Bond prices dropped. The yield on the 10-year Treasury note rose to 3.14 percent from 3.11 percent.
OVERSEAS: Shares of aircraft maker Airbus climbed 4.8 percent after it reported a rise in profits and cosmetics maker L'Oreal's stock rallied 7.1 percent on upbeat results. The French CAC 40 surged 2.3 percent and Germany's DAX gained 1.5 percent. Britain's FTSE 100 added 1.6 percent.
Japan's Nikkei 225 index jumped 2.2 percent and Hong Kong's Hang Seng rose 1.6 percent. The Kospi in South Korea gained 0.7 percent.

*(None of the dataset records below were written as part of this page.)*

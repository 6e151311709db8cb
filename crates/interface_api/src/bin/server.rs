//! Lead Intake - API Server Binary
//!
//! This binary starts the HTTP API server for the landing page backend.
//!
//! # Usage
//!
//! ```bash
//! # Run with default configuration (no CRM integrations)
//! cargo run --bin lead-intake-api
//!
//! # Forward leads to both CRMs
//! HUBSPOT_API_KEY=pat-na1-... CLOSE_API_KEY=api_... cargo run --bin lead-intake-api
//! ```
//!
//! # Environment Variables
//!
//! * `API_HOST` - Server host (default: 0.0.0.0)
//! * `API_PORT` - Server port (default: 8080)
//! * `API_LOG_LEVEL` - Log level when `RUST_LOG` is unset (default: info)
//! * `API_LOG_FORMAT` - `pretty` or `json` (default: pretty)
//! * `API_ENABLE_CRM_TEST_ENDPOINTS` - Route the live CRM test endpoints (default: false)
//! * `API_FIELD_MAPPING_PATH` - TOML/JSON field mapping file (default: built-in mapping)
//! * `API_VALIDATE_FIELD_MAPPING` - Verify the mapping against the CRMs at startup (default: true)
//! * `HUBSPOT_API_KEY`, `CLOSE_API_KEY` - CRM credentials; unset or blank disables the CRM
//! * `HUBSPOT_BASE_URL`, `CLOSE_BASE_URL` - API base URL overrides
//! * `HUBSPOT_LOOKUP` - `page_scan` or `search` (default: page_scan)
//! * `HUBSPOT_LOOKUP_PAGE_SIZE` - Contacts scanned per lookup (default: 100)
//! * `CRM_TIMEOUT_SECS` - Per-request CRM timeout (default: 10)
//! * `CRM_ADAPTER_TIMEOUT_SECS` - Per-CRM budget during a submission (default: 30)

use std::net::SocketAddr;
use std::sync::Arc;

use anyhow::Context;
use tokio::net::TcpListener;
use tracing_subscriber::{layer::SubscriberExt, util::SubscriberInitExt, EnvFilter};

use domain_lead::{CrmRegistry, LeadIntakeService};
use infra_store::InMemoryLeadRepository;
use interface_api::config::{ApiConfig, CrmConfig, LogFormat};
use interface_api::{create_router, AppState};

/// Main entry point for the API server.
///
/// Initializes logging, loads configuration, builds and verifies the CRM
/// adapters, and starts the HTTP server.
///
/// # Errors
///
/// Returns an error if:
/// - Configuration or the field mapping file is invalid
/// - Field mapping verification against a CRM fails
/// - Server fails to bind to the configured address
#[tokio::main]
async fn main() -> anyhow::Result<()> {
    // Load .env file if present (useful for local development)
    dotenvy::dotenv().ok();

    let (config, crm_config) = load_config()?;

    init_tracing(&config);

    tracing::info!(
        host = %config.host,
        port = %config.port,
        "Starting Lead Intake API Server"
    );

    let mapping = config
        .load_field_mapping()
        .context("failed to load CRM field mapping")?;
    let registry = CrmRegistry::from_settings(crm_config.settings(&mapping))
        .context("failed to build CRM adapters")?;

    if config.validate_field_mapping {
        registry
            .verify_field_mappings()
            .await
            .context("CRM field mapping does not match the provider schema")?;
    } else {
        tracing::warn!("CRM field mapping validation disabled");
    }

    let repository = Arc::new(InMemoryLeadRepository::new());
    let service = LeadIntakeService::new(repository, registry.configured())
        .with_adapter_timeout(crm_config.adapter_timeout());

    let addr: SocketAddr = config
        .server_addr()
        .parse()
        .with_context(|| format!("invalid server address {}", config.server_addr()))?;

    let app = create_router(AppState::new(service, registry, config));

    tracing::info!(%addr, "Server listening");

    let listener = TcpListener::bind(addr).await?;
    axum::serve(listener, app)
        .with_graceful_shutdown(shutdown_signal())
        .await?;

    tracing::info!("Server shutdown complete");
    Ok(())
}

/// Loads API and CRM configuration from environment variables.
///
/// Unset variables fall back to their defaults.
fn load_config() -> anyhow::Result<(ApiConfig, CrmConfig)> {
    let config = ApiConfig::from_env().context("invalid API_* configuration")?;
    let crm_config = CrmConfig::from_env().context("invalid CRM configuration")?;
    Ok((config, crm_config))
}

/// Initializes the tracing subscriber for structured logging.
fn init_tracing(config: &ApiConfig) {
    let filter = EnvFilter::try_from_default_env()
        .or_else(|_| EnvFilter::try_new(&config.log_level))
        .unwrap_or_else(|_| EnvFilter::new("info"));

    let registry = tracing_subscriber::registry().with(filter);
    match config.log_format {
        LogFormat::Json => registry
            .with(tracing_subscriber::fmt::layer().json().with_current_span(true))
            .init(),
        LogFormat::Pretty => registry
            .with(tracing_subscriber::fmt::layer().with_target(true))
            .init(),
    }
}

/// Waits for shutdown signal (Ctrl+C or SIGTERM).
///
/// In-flight requests, including their CRM fan-out, complete before the
/// process exits.
async fn shutdown_signal() {
    let ctrl_c = async {
        if let Err(e) = tokio::signal::ctrl_c().await {
            tracing::error!(error = %e, "Failed to install Ctrl+C handler");
            std::future::pending::<()>().await;
        }
    };

    #[cfg(unix)]
    let terminate = async {
        match tokio::signal::unix::signal(tokio::signal::unix::SignalKind::terminate()) {
            Ok(mut signal) => {
                signal.recv().await;
            }
            Err(e) => {
                tracing::error!(error = %e, "Failed to install SIGTERM handler");
                std::future::pending::<()>().await;
            }
        }
    };

    #[cfg(not(unix))]
    let terminate = std::future::pending::<()>();

    tokio::select! {
        _ = ctrl_c => {
            tracing::info!("Received Ctrl+C, initiating graceful shutdown");
        }
        _ = terminate => {
            tracing::info!("Received SIGTERM, initiating graceful shutdown");
        }
    }
}
//! Health check handlers

use axum::{extract::State, http::StatusCode, Json};
use serde::Serialize;

use core_kernel::{HealthCheckResult, HealthCheckable};
use domain_lead::CrmProvider;

use crate::AppState;

#[derive(Serialize)]
pub struct HealthResponse {
    pub status: String,
    pub version: String,
}

#[derive(Serialize)]
pub struct ReadinessResponse {
    pub status: String,
    pub version: String,
    pub store: HealthCheckResult,
    /// Providers with credentials, in fan-out order
    pub crm_integrations: Vec<CrmProvider>,
}

/// Health check endpoint
pub async fn health_check() -> Json<HealthResponse> {
    Json(HealthResponse {
        status: "healthy".to_string(),
        version: env!("CARGO_PKG_VERSION").to_string(),
    })
}

/// Readiness check (includes the lead store)
pub async fn readiness_check(
    State(state): State<AppState>,
) -> (StatusCode, Json<ReadinessResponse>) {
    let store = state.service.repository().health_check().await;
    let (status, label) = if store.is_operational() {
        (StatusCode::OK, "ready")
    } else {
        (StatusCode::SERVICE_UNAVAILABLE, "unavailable")
    };

    (
        status,
        Json(ReadinessResponse {
            status: label.to_string(),
            version: env!("CARGO_PKG_VERSION").to_string(),
            store,
            crm_integrations: state.service.configured_providers(),
        }),
    )
}
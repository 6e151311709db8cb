//! Lead entity
//!
//! A lead is a visitor's submitted contact record. Leads are created exactly
//! once per accepted form submission and never mutated afterwards.

use chrono::{DateTime, Utc};
use serde::{Deserialize, Serialize};

use core_kernel::LeadId;

/// A stored lead
#[derive(Debug, Clone, PartialEq, Eq, Serialize, Deserialize)]
#[serde(rename_all = "camelCase")]
pub struct Lead {
    /// Process-local unique identifier
    pub id: LeadId,
    /// Display name as entered by the visitor
    pub name: String,
    /// Email address, the natural key used against both CRMs
    pub email: String,
    pub phone: Option<String>,
    pub twitter_url: Option<String>,
    pub discord_username: Option<String>,
    pub referred_by: Option<String>,
    pub created_at: DateTime<Utc>,
}

/// Validated input for the lead store
///
/// Produced by [`LeadSubmission::into_new_lead`](crate::validation::LeadSubmission::into_new_lead);
/// optional fields are already normalized (blank values are `None`).
#[derive(Debug, Clone, PartialEq, Eq)]
pub struct NewLead {
    pub name: String,
    pub email: String,
    pub phone: Option<String>,
    pub twitter_url: Option<String>,
    pub discord_username: Option<String>,
    pub referred_by: Option<String>,
}

impl NewLead {
    /// Creates a new lead input with only the required fields
    pub fn new(name: impl Into<String>, email: impl Into<String>) -> Self {
        Self {
            name: name.into(),
            email: email.into(),
            phone: None,
            twitter_url: None,
            discord_username: None,
            referred_by: None,
        }
    }
}

impl Lead {
    /// Creates a lead from validated input, assigning a fresh id and timestamp
    pub fn create(new: NewLead) -> Self {
        Self {
            id: LeadId::new(),
            name: new.name,
            email: new.email,
            phone: new.phone,
            twitter_url: new.twitter_url,
            discord_username: new.discord_username,
            referred_by: new.referred_by,
            created_at: Utc::now(),
        }
    }

    /// First name, used for CRM mapping
    pub fn first_name(&self) -> &str {
        split_name(&self.name).0
    }

    /// Everything after the first space, empty for single-word names
    pub fn last_name(&self) -> &str {
        split_name(&self.name).1
    }

    /// Returns true if the lead carries a Twitter URL or Discord username
    pub fn has_social_profiles(&self) -> bool {
        self.twitter_url.is_some() || self.discord_username.is_some()
    }
}

/// Splits a display name on its first space
///
/// ```rust
/// use domain_lead::lead::split_name;
///
/// assert_eq!(split_name("Jane Doe"), ("Jane", "Doe"));
/// assert_eq!(split_name("Jean Claude Van Damme"), ("Jean", "Claude Van Damme"));
/// assert_eq!(split_name("Cher"), ("Cher", ""));
/// ```
pub fn split_name(name: &str) -> (&str, &str) {
    let name = name.trim();
    match name.split_once(' ') {
        Some((first, rest)) => (first, rest.trim()),
        None => (name, ""),
    }
}
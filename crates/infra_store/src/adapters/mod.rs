//! Domain Adapters
//!
//! Adapter implementations for domain ports. Each adapter:
//! - Implements the domain's port trait
//! - Implements `HealthCheckable` for the readiness probe

pub mod lead;

pub use lead::InMemoryLeadRepository;
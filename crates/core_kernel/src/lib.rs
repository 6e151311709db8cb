//! Core Kernel - types shared by every lead intake crate
//!
//! - [`LeadId`], the local lead identifier
//! - [`PortError`] and the health check types used at adapter seams
//! - [`CoreError`] for configuration problems found while starting up

pub mod identifiers;
pub mod ports;
pub mod error;

pub use identifiers::LeadId;
pub use ports::{AdapterHealth, DomainPort, HealthCheckResult, HealthCheckable, PortError};
pub use error::CoreError;
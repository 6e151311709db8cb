//! Pre-built Test Fixtures
//!
//! Provides ready-to-use test data for leads and form submissions.
//! These fixtures are designed to be consistent and predictable for unit tests.

use chrono::{DateTime, TimeZone, Utc};
use domain_lead::{Lead, LeadSubmission, NewLead};

/// Fixture for lead test data
pub struct LeadFixtures;

impl LeadFixtures {
    /// A lead with only the required fields
    pub fn jane_doe() -> NewLead {
        NewLead::new("Jane Doe", "jane@example.com")
    }

    /// A lead with every optional field filled in
    pub fn full_profile() -> NewLead {
        NewLead {
            name: "Kai Nakamura".to_string(),
            email: "kai@guildhall.gg".to_string(),
            phone: Some("+1 415 555 0134".to_string()),
            twitter_url: Some("https://twitter.com/kai_builds".to_string()),
            discord_username: Some("kai#4242".to_string()),
            referred_by: Some("GDC 2024".to_string()),
        }
    }

    /// A stored version of [`LeadFixtures::full_profile`]
    pub fn stored_full_profile() -> Lead {
        Lead::create(Self::full_profile())
    }
}

/// Fixture for raw form submissions
pub struct SubmissionFixtures;

impl SubmissionFixtures {
    /// A submission that passes validation
    pub fn valid() -> LeadSubmission {
        LeadSubmission::new("Jane Doe", "jane@example.com")
    }

    /// A submission failing both the name and email rules
    pub fn invalid() -> LeadSubmission {
        LeadSubmission::new("J", "not-an-email")
    }

    /// Form payload as the landing page sends it
    pub fn json_body() -> serde_json::Value {
        serde_json::json!({
            "name": "Kai Nakamura",
            "email": "kai@guildhall.gg",
            "phone": "+1 415 555 0134",
            "twitterUrl": "https://twitter.com/kai_builds",
            "discordUsername": "kai#4242",
            "referredBy": ""
        })
    }
}

/// Fixture for fixed timestamps
pub struct TemporalFixtures;

impl TemporalFixtures {
    /// Jan 15, 2024 09:30 UTC
    pub fn submitted_at() -> DateTime<Utc> {
        Utc.with_ymd_and_hms(2024, 1, 15, 9, 30, 0).unwrap()
    }
}
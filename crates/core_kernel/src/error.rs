//! Configuration errors raised while wiring the service together

use thiserror::Error;

#[derive(Debug, Error, PartialEq, Eq)]
pub enum CoreError {
    /// A versioned document was written for a format this build cannot read
    #[error("unsupported {document} version {found} (expected {expected})")]
    UnsupportedVersion {
        document: &'static str,
        found: u32,
        expected: u32,
    },

    /// A mapping names fields the remote schema does not have
    #[error("{owner} {document} references unknown fields: {}", .fields.join(", "))]
    UnknownFields {
        owner: String,
        document: &'static str,
        fields: Vec<String>,
    },
}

OCTOBER SCARE: Stocks have plunged this month as Wall Street was frightened by numerous potential problems including rising interest rates and the U.S.-China trade dispute. Both could impair economic growth and company profits. Investors are that much more nervous because corporate profits are likely to fall off in 2019 after strong growth this year, a big portion of which stemmed from the one-time corporate tax cut.
Some of the market's favorite stocks over the past decade have taken enormous losses. Amazon's stock has fallen more than 20 percent in October, wiping out around $200 billion in market value. Microsoft and Google's parent company Alphabet both dropped as well, while Apple only fell about as much as the rest of the market.
ENERGY: Benchmark U.S. crude slipped 0.5 percent to $65.87 per barrel in New York. Brent crude, used to price international oils, lost 0.5 percent to $75.55 per barrel in London.
Energy companies have lagged the market as U.S. crude has fallen 10 percent this month.
CURRENCIES: The dollar rose to 113.36 yen from 112.96 yen. The euro fell to $1.1320 from $1.1342.